John Griffith: Dave, I might add that the other thing about a rising gold price environment, because we own royalties that incremental revenue just drops to the bottom line. There are no costs that come with it. So it’s incredible leverage. And that’s one of the beauties of the royalty business model.
Joanne Jobin : Thank you. John. Can you comment on Marin Katusa and why he advised his subscribers to sell?
David Garofalo : Yes, Marin last year really turned bearish on gold because the Federal Reserve was starting what was at that point and still is an unprecedented increase in interest rates. And he used the phrase don’t fight the Fed. And so he actually advised his investors, his subscribers, to liquidate their gold positions. It wasn’t just a Gold Royalty phenomenon. Obviously, he was very heavily weighted to Gold Royalty as one of his preferred stories. But he decided to make a wholesale rotation out of gold. Interestingly, in the last couple of weeks, he’s pivoted back into the gold sector and is actually advising his investors to look at gold and the potential for an unprecedented bull run in gold.
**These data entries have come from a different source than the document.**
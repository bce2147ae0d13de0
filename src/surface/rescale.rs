use crate::surface::model::Surface;

/// Scale every surface point by `new / old` per axis.
///
/// Returns `false` (and leaves `surfaces` untouched) when the dimensions are unchanged, when
/// either old dimension is zero (uninitialized viewport), or when any input is non-positive or
/// non-finite.
pub fn rescale_surfaces(
    surfaces: &mut [Surface],
    old_w: f64,
    old_h: f64,
    new_w: f64,
    new_h: f64,
) -> bool {
    let valid = |v: f64| v.is_finite() && v > 0.0;
    if !(valid(old_w) && valid(old_h) && valid(new_w) && valid(new_h)) {
        return false;
    }
    if old_w == new_w && old_h == new_h {
        return false;
    }

    let sx = new_w / old_w;
    let sy = new_h / old_h;
    for surface in surfaces.iter_mut() {
        for p in &mut surface.points {
            p.x *= sx;
            p.y *= sy;
        }
    }
    tracing::debug!(
        old_w,
        old_h,
        new_w,
        new_h,
        count = surfaces.len(),
        "rescaled surfaces"
    );
    true
}

#[cfg(test)]
#[path = "../../tests/unit/surface/rescale.rs"]
mod tests;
So I think, like many of us, he’s starting to see the potential for a significant pivot by central banks, from tightening monetary conditions to easing them dramatically because of the prospect of a financial contagion.
Joanne Jobin : Thank you. I know we’ve talked a little bit about pressure on the stock, but is there an actual catalyst that will help to improve the share price in the coming year?
David Garofalo : Well, from a macro standpoint, I would see the gold price would be a significant catalyst for not just our equity, but mining equities generally, but in particular royalty companies in the face of increasing inflation, that’s the best place you want to be parked to get optimum leverage to the gold price, optimum leverage to exploration while protecting yourself. As John correctly pointed out from inflation, every dollar increase in our revenue goes right to the bottom line because our costs are static and in fact, have been declining by 30% from the previous year as we’ve integrated all of this growth that we’ve executed on since our IPO just two years ago. We’re still a relatively young company, and we continue to optimize our business and optimize our cost structure. And so I think we’re very well positioned for a rising gold price environment.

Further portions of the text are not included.